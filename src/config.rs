// Application configuration, read from a JSON file next to the binary.
// Missing file or unreadable fields fall back to defaults; the app should
// start with zero setup on a standard install.

use std::fs;
use std::path::{Path, PathBuf};

use serde::{Deserialize, Serialize};
use tracing::warn;

#[derive(Debug, Clone, Serialize, Deserialize)]
#[serde(default)]
pub struct Config {
  /// Directories searched for the client lockfile. The process command line
  /// fallback runs regardless, so this list is best-effort.
  pub league_dirs: Vec<PathBuf>,

  /// Label used in created rune page names ("U.GG - Ahri Middle").
  pub provider_label: String,

  /// Role used when the session reports no assigned position. Normal
  /// matchmaking always assigns one; this mostly matters for Practice Tool
  /// style sessions. The original behavior differed between entry points
  /// ("middle" headless, "top" in the visual build), so it is configurable.
  pub default_role: String,

  /// Treat a hovered (pick-intent) champion as a selection before lock-in.
  pub act_on_hover: bool,

  /// Patch tag used when the provider's patch endpoint is unreachable.
  pub pinned_patch: String,

  /// Seconds between bootstrap attempts while the client is not running.
  pub connect_poll_secs: u64,

  /// Default timeout for one-shot event waits, in seconds.
  pub wait_for_timeout_secs: u64,
}

impl Default for Config {
  fn default() -> Self {
    Config {
      league_dirs: vec![
        PathBuf::from("C:/Riot Games/League of Legends"),
        PathBuf::from("C:/Program Files/Riot Games/League of Legends"),
        PathBuf::from("C:/Program Files (x86)/Riot Games/League of Legends"),
      ],
      provider_label: "U.GG".to_string(),
      default_role: "middle".to_string(),
      act_on_hover: true,
      pinned_patch: "14_1".to_string(),
      connect_poll_secs: 5,
      wait_for_timeout_secs: 30,
    }
  }
}

impl Config {
  pub fn load(path: &Path) -> Config {
    match fs::read_to_string(path) {
      Ok(contents) => match serde_json::from_str::<Config>(&contents) {
        Ok(cfg) => cfg,
        Err(e) => {
          warn!("config file {} is invalid ({}), using defaults", path.display(), e);
          Config::default()
        }
      },
      Err(_) => Config::default(),
    }
  }
}
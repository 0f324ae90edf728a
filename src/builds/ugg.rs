// U.GG structured stats endpoint. Responses rank candidate rune pages and
// item builds by popularity; we always take the first entry and never
// re-rank. A response missing runes or core items fails the whole tier.

use std::time::Duration;

use async_trait::async_trait;
use serde_json::Value;
use tracing::debug;

use super::provider::BuildProvider;
use super::{Build, ItemPlan, RuneSelection};
use crate::error::{Error, Result};
use crate::picks::normalize_role;

const BASE_URL: &str = "https://stats2.u.gg/lol/1.5";
const DEFAULT_SPELLS: [i32; 2] = [4, 14]; // Flash + Ignite

pub struct UggProvider {
  http: reqwest::Client,
  base_url: String,
}

impl UggProvider {
  pub fn new() -> Self {
    UggProvider::with_base_url(BASE_URL)
  }

  pub fn with_base_url(base_url: &str) -> Self {
    let http = reqwest::Client::builder()
      .timeout(Duration::from_secs(10))
      .build()
      .unwrap_or_default();
    UggProvider {
      http,
      base_url: base_url.to_string(),
    }
  }

  /// Current patch tag ("14_1" style). Falls back to `pinned` when the
  /// endpoint is unreachable; the tag is advisory anyway.
  pub async fn current_patch(&self, pinned: &str) -> String {
    let url = format!("{}/current_patch.json", self.base_url);
    let fetched = async {
      let resp = self.http.get(&url).send().await.ok()?;
      if !resp.status().is_success() {
        return None;
      }
      let value = resp.json::<Value>().await.ok()?;
      value.get("patch")?.as_str().map(|s| s.to_string())
    }
    .await;

    fetched.unwrap_or_else(|| pinned.to_string())
  }

  fn fail(&self, reason: impl Into<String>) -> Error {
    Error::Provider {
      provider: self.label().to_string(),
      reason: reason.into(),
    }
  }
}

impl Default for UggProvider {
  fn default() -> Self {
    UggProvider::new()
  }
}

#[async_trait]
impl BuildProvider for UggProvider {
  fn label(&self) -> &str {
    "U.GG"
  }

  async fn fetch_build(&self, champion_id: i64, role: &str, patch: &str) -> Result<Build> {
    let role = normalize_role(role);
    let url = format!(
      "{}/overview/{}/ranked_solo_5x5/{}/{}/1.5.0.json",
      self.base_url, patch, champion_id, role
    );
    debug!("fetching build overview: {}", url);

    let resp = self.http.get(&url).send().await?;
    if !resp.status().is_success() {
      return Err(self.fail(format!("HTTP {}", resp.status())));
    }

    let data = resp.json::<Value>().await?;
    parse_overview(&data).ok_or_else(|| self.fail("overview payload unparseable or incomplete"))
  }
}

/// Parse a ranked overview document into a Build. Requires a full 9-perk
/// rune page and a non-empty core item list; partial documents yield None.
pub(crate) fn parse_overview(data: &Value) -> Option<Build> {
  let runes = extract_runes(data)?;
  let items = extract_items(data)?;
  let summoner_spells = extract_spells(data).unwrap_or(DEFAULT_SPELLS);

  Some(Build {
    runes,
    items,
    summoner_spells,
  })
}

fn extract_runes(data: &Value) -> Option<RuneSelection> {
  // Highest-popularity page is first in the source's own ordering.
  let best = data.get("runes")?.as_array()?.first()?;
  let primary = best.get("primaryStyle")?.as_i64()? as i32;
  let sub = best.get("subStyle")?.as_i64()? as i32;
  let perks: Vec<i32> = best
    .get("perks")?
    .as_array()?
    .iter()
    .filter_map(|v| v.as_i64().map(|n| n as i32))
    .collect();
  if primary == 0 || sub == 0 {
    return None;
  }
  RuneSelection::from_perks(primary, sub, &perks)
}

fn extract_items(data: &Value) -> Option<ItemPlan> {
  let best = data
    .get("items")?
    .get("item_builds")?
    .as_array()?
    .first()?;

  let ids = |key: &str| -> Vec<i32> {
    best
      .get(key)
      .and_then(|v| v.as_array())
      .map(|arr| arr.iter().filter_map(|v| v.as_i64().map(|n| n as i32)).collect())
      .unwrap_or_default()
  };

  let plan = ItemPlan {
    starting: ids("starting_items"),
    core: ids("core_items"),
    situational: ids("item_options"),
  };
  if plan.core.is_empty() {
    return None;
  }
  Some(plan)
}

fn extract_spells(data: &Value) -> Option<[i32; 2]> {
  let best = data.get("summoner_spells")?.as_array()?.first()?;
  let spells: Vec<i32> = best
    .get("spells")?
    .as_array()?
    .iter()
    .filter_map(|v| v.as_i64().map(|n| n as i32))
    .collect();
  spells.as_slice().try_into().ok()
}

#[cfg(test)]
mod tests {
  use super::*;
  use serde_json::json;

  fn full_overview() -> Value {
    json!({
      "runes": [
        {
          "primaryStyle": 8200,
          "subStyle": 8300,
          "perks": [8229, 8226, 8210, 8237, 8304, 8345, 5008, 5008, 5002],
          "pickRate": 0.61
        },
        {
          "primaryStyle": 8100,
          "subStyle": 8200,
          "perks": [8112, 8143, 8140, 8135, 8226, 8237, 5008, 5008, 5002],
          "pickRate": 0.22
        }
      ],
      "items": {
        "item_builds": [
          {
            "starting_items": [1056, 2003, 2003],
            "core_items": [3020, 6653, 3135],
            "item_options": [3157, 3165, 3089]
          }
        ]
      },
      "summoner_spells": [{"spells": [4, 12]}]
    })
  }

  #[test]
  fn parses_full_overview_taking_most_popular_entries() {
    let build = parse_overview(&full_overview()).unwrap();
    // First ranked page wins, no re-ranking.
    assert_eq!(build.runes.primary_style, 8200);
    assert_eq!(build.runes.keystone(), 8229);
    assert_eq!(build.items.core, vec![3020, 6653, 3135]);
    assert_eq!(build.summoner_spells, [4, 12]);
  }

  #[test]
  fn runes_without_items_is_tier_failure() {
    let mut data = full_overview();
    data["items"]["item_builds"][0]["core_items"] = json!([]);
    assert!(parse_overview(&data).is_none());
  }

  #[test]
  fn items_without_runes_is_tier_failure() {
    let mut data = full_overview();
    data["runes"] = json!([]);
    assert!(parse_overview(&data).is_none());
  }

  #[test]
  fn short_perk_list_is_tier_failure() {
    let mut data = full_overview();
    data["runes"][0]["perks"] = json!([8229, 8226, 8210]);
    assert!(parse_overview(&data).is_none());
  }

  #[test]
  fn missing_spells_fall_back_to_flash_ignite() {
    let mut data = full_overview();
    data["summoner_spells"] = json!([]);
    let build = parse_overview(&data).unwrap();
    assert_eq!(build.summoner_spells, DEFAULT_SPELLS);
  }
}
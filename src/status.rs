// Presentation sink interface. The core pushes human-readable status and
// resolved builds through this trait and does not care how they render;
// the default sink just logs.

use crate::builds::Build;
use tracing::{error, info};

#[derive(Debug, Clone, Copy, PartialEq, Eq)]
pub enum Severity {
  Info,
  Working,
  Success,
  Error,
}

pub trait StatusSink: Send + Sync {
  fn update_status(&self, message: &str, severity: Severity);

  fn display_build(&self, champion: &str, role: &str, build: &Build);
}

/// Sink used when no GUI/tray frontend is attached.
pub struct LogSink;

impl StatusSink for LogSink {
  fn update_status(&self, message: &str, severity: Severity) {
    match severity {
      Severity::Error => error!("{}", message),
      _ => info!("{}", message),
    }
  }

  fn display_build(&self, champion: &str, role: &str, build: &Build) {
    info!(
      "{} ({}): runes {}/{} keystone {}, core items {:?}, spells {:?}",
      champion,
      role,
      build.runes.primary_style,
      build.runes.sub_style,
      build.runes.keystone(),
      build.items.core,
      build.summoner_spells
    );
  }
}
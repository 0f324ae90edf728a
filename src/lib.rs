pub mod app;
pub mod builds;
pub mod config;
pub mod error;
pub mod lcu;
pub mod picks;
pub mod runes;
pub mod status;

pub use error::{Error, Result};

#####

## DESCRIPTION OF THE TASK:
Please state the number of lines in the data above that hold the word "derive", without any other text.

## SOLUTION TO THIS PROBLEM:
2